“Yeter artık” diyebilirler
1978 senesinde Hakkâri’de Jandarma eri iken asker arkadaşım anlatmıştı:
“Köyün en zengininin aklı kısa, güçlü kuvvetli, insan azmanı bir oğlu vardı. Benim yaşımda idi ama hepimizi döverdi.
Biraz daha büyüdü, köyde ondan zarar görmeyen aile kalmadı.
Hırsızlık, dövme, yaralama olayları olduğunda Jandarma karakolunda babası halleder, mahkemeye gidilemezdi.
Baba, oğlunun yaptıklarından insan içine çıkamaz hale geldi.
Bir gün, yayladaki yazlık evinde canı yanan birisi, onu tüfekle vurarak öldürmüş.

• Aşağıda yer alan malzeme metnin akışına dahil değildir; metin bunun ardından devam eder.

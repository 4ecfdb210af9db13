//! Request interception chain.
//!
//! ```text
//! caller -> AuthInjector -> RefreshOnUnauthorized -> ErrorNormalizer -> transport
//! ```
//!
//! Each layer receives the request and a [`Next`] handle to the rest of the
//! chain. A layer may short-circuit, rewrite the request, or call `next`
//! more than once (the replay after a refresh does exactly that).

use std::sync::Arc;

use async_trait::async_trait;
use serde::Serialize;
use serde::de::DeserializeOwned;
use tracing::{debug, info, warn};

use super::auth_api::AuthPaths;
use super::transport::{ApiRequest, ApiResponse, HttpTransport};
use crate::error::{RequestError, SessionError};
use crate::navigation::{Navigation, Navigator};
use crate::session::SessionController;
use crate::store::CredentialStore;
use crate::token;

/// One layer of the chain.
#[async_trait]
pub trait Middleware: Send + Sync {
    async fn handle(&self, request: ApiRequest, next: Next<'_>) -> Result<ApiResponse, RequestError>;

    fn name(&self) -> &'static str;
}

/// The remaining layers plus the transport at the bottom.
#[derive(Clone, Copy)]
pub struct Next<'a> {
    transport: &'a HttpTransport,
    rest: &'a [Arc<dyn Middleware>],
}

impl<'a> Next<'a> {
    pub async fn run(self, request: ApiRequest) -> Result<ApiResponse, RequestError> {
        match self.rest.split_first() {
            Some((layer, rest)) => {
                let next = Next {
                    transport: self.transport,
                    rest,
                };
                layer.handle(request, next).await
            }
            None => self.transport.send(&request).await,
        }
    }
}

/// An ordered list of middlewares over a transport.
#[derive(Clone)]
pub struct InterceptionChain {
    transport: HttpTransport,
    layers: Vec<Arc<dyn Middleware>>,
}

impl InterceptionChain {
    pub fn new(transport: HttpTransport) -> Self {
        Self {
            transport,
            layers: Vec::new(),
        }
    }

    /// Append a layer. Layers run in insertion order, outermost first.
    pub fn with(mut self, layer: impl Middleware + 'static) -> Self {
        self.layers.push(Arc::new(layer));
        self
    }

    /// The standard session chain: inject, refresh on 401, normalize.
    pub fn standard(
        transport: HttpTransport,
        controller: Arc<dyn SessionController>,
        store: Arc<CredentialStore>,
        navigator: Navigator,
        paths: AuthPaths,
        skew_secs: i64,
    ) -> Self {
        Self::new(transport)
            .with(AuthInjector {
                controller: controller.clone(),
                store,
                paths: paths.clone(),
                skew_secs,
            })
            .with(RefreshOnUnauthorized { controller, paths })
            .with(ErrorNormalizer { navigator })
    }

    pub fn layer_names(&self) -> Vec<&'static str> {
        self.layers.iter().map(|l| l.name()).collect()
    }

    pub async fn execute(&self, request: ApiRequest) -> Result<ApiResponse, RequestError> {
        Next {
            transport: &self.transport,
            rest: &self.layers,
        }
        .run(request)
        .await
    }
}

// ---------------------------------------------------------------------------
// AuthInjector
// ---------------------------------------------------------------------------

/// Attaches `Authorization: Bearer <access token>` and records which
/// credential revision the token came from.
///
/// A token that is already expired is refreshed before sending.
pub struct AuthInjector {
    controller: Arc<dyn SessionController>,
    store: Arc<CredentialStore>,
    paths: AuthPaths,
    skew_secs: i64,
}

#[async_trait]
impl Middleware for AuthInjector {
    async fn handle(&self, mut request: ApiRequest, next: Next<'_>) -> Result<ApiResponse, RequestError> {
        if self.paths.is_exempt(request.route()) {
            return next.run(request).await;
        }

        let (mut bearer, mut revision) = self.store.access_token_with_revision();
        let expired = bearer
            .as_deref()
            .is_some_and(|t| token::is_expired(t, self.skew_secs));
        if expired && self.controller.has_refresh_token() {
            debug!(revision, "Access token expired before send, refreshing first");
            match self.controller.refresh_after(revision).await {
                Ok((credential, committed)) => {
                    bearer = Some(credential.access_token);
                    revision = committed;
                }
                Err(e) => {
                    debug!(error = %e, "Pre-send refresh failed");
                    (bearer, revision) = self.store.access_token_with_revision();
                }
            }
        }

        if let Some(bearer) = bearer {
            request.set_bearer(&bearer);
        }
        request.revision = Some(revision);
        next.run(request).await
    }

    fn name(&self) -> &'static str {
        "auth_injector"
    }
}

// ---------------------------------------------------------------------------
// RefreshOnUnauthorized
// ---------------------------------------------------------------------------

/// On a 401 from a non-auth endpoint, refreshes (single-flight) and replays
/// the request once with the new token.
pub struct RefreshOnUnauthorized {
    controller: Arc<dyn SessionController>,
    paths: AuthPaths,
}

#[async_trait]
impl Middleware for RefreshOnUnauthorized {
    async fn handle(&self, request: ApiRequest, next: Next<'_>) -> Result<ApiResponse, RequestError> {
        if self.paths.is_exempt(request.route()) {
            return next.run(request).await;
        }

        let replay = request.clone();
        let original = match next.run(request).await {
            Err(e) if e.is_unauthorized() => e,
            other => return other,
        };

        let observed = replay
            .revision
            .unwrap_or_else(|| self.controller.credential_revision());
        if !self.controller.has_refresh_token() {
            info!(path = %replay.route(), "401 without refresh token, ending session");
            self.controller
                .force_logout(observed, "unauthorized without refresh token")
                .await;
            return Err(original);
        }

        let (credential, revision) = match self.controller.refresh_after(observed).await {
            Ok(refreshed) => refreshed,
            Err(SessionError::Superseded) => {
                debug!(path = %replay.route(), "Session ended while waiting for refresh");
                return Err(original);
            }
            Err(e) => {
                warn!(path = %replay.route(), error = %e, "Refresh after 401 failed");
                return Err(original);
            }
        };

        let mut retry = replay;
        retry.set_bearer(&credential.access_token);
        retry.revision = Some(revision);
        debug!(path = %retry.route(), revision, "Replaying request with refreshed token");

        match next.run(retry).await {
            Err(e) if e.is_unauthorized() => {
                warn!("Refreshed token rejected too, ending session");
                self.controller
                    .force_logout(revision, "refreshed token rejected")
                    .await;
                Err(e)
            }
            other => other,
        }
    }

    fn name(&self) -> &'static str {
        "refresh_on_unauthorized"
    }
}

// ---------------------------------------------------------------------------
// ErrorNormalizer
// ---------------------------------------------------------------------------

/// Turns non-2xx responses into [`RequestError`]s and signals
/// [`Navigation::Unauthorized`] on 403.
pub struct ErrorNormalizer {
    navigator: Navigator,
}

impl ErrorNormalizer {
    pub fn new(navigator: Navigator) -> Self {
        Self { navigator }
    }
}

#[async_trait]
impl Middleware for ErrorNormalizer {
    async fn handle(&self, request: ApiRequest, next: Next<'_>) -> Result<ApiResponse, RequestError> {
        let route = request.route().to_string();
        let response = next.run(request).await?;
        if response.is_success() {
            return Ok(response);
        }

        let err = RequestError::from_response(response.status, &response.body);
        debug!(status = err.status, kind = %err.kind, path = %route, "Request failed");
        if err.is_forbidden() {
            self.navigator.emit(Navigation::Unauthorized);
        }
        Err(err)
    }

    fn name(&self) -> &'static str {
        "error_normalizer"
    }
}

// ---------------------------------------------------------------------------
// ApiClient
// ---------------------------------------------------------------------------

/// JSON convenience layer over an [`InterceptionChain`].
#[derive(Clone)]
pub struct ApiClient {
    chain: InterceptionChain,
}

impl ApiClient {
    pub fn new(chain: InterceptionChain) -> Self {
        Self { chain }
    }

    pub fn chain(&self) -> &InterceptionChain {
        &self.chain
    }

    pub async fn send(&self, request: ApiRequest) -> Result<ApiResponse, RequestError> {
        self.chain.execute(request).await
    }

    pub async fn get_json<T: DeserializeOwned>(&self, path: &str) -> Result<T, RequestError> {
        self.send(ApiRequest::get(path)).await?.json()
    }

    pub async fn post_json<B, T>(&self, path: &str, body: &B) -> Result<T, RequestError>
    where
        B: Serialize + ?Sized,
        T: DeserializeOwned,
    {
        let body = serde_json::to_value(body).map_err(|e| RequestError::invalid_body(0, e))?;
        self.send(ApiRequest::post(path, body)).await?.json()
    }

    /// Raw body as text, whatever the content type.
    pub async fn get_text(&self, path: &str) -> Result<String, RequestError> {
        Ok(self.send(ApiRequest::get(path)).await?.text())
    }
}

Cenazesi köye getirildi, Jandarma başında beklerken, şehirden savcıyla hükümet tabibi geldiler.
Köy meydanında, cami önünde cesedine doktor baktı ve “Aranızda asker iken sıhhiye olan var mı?’ diye köylüye sordu.
Çıkmayınca, doktor, “Bana yardım edecek var mı?” dedi, babası çıktı, doktorun yanına vardı, cebinden bıçağını çıkardı ve saçmaların isabet ettiği yere bıçağını sapladı ve karnını yardı.
Savcı, Jandarmaya, “Babayı kelepçeleyin” dedi.
Savcı, kelepçeli babanın yanına geldi ve, “İtiraf et” dedi, o da kendisinin öldürdüğünü itiraf etti.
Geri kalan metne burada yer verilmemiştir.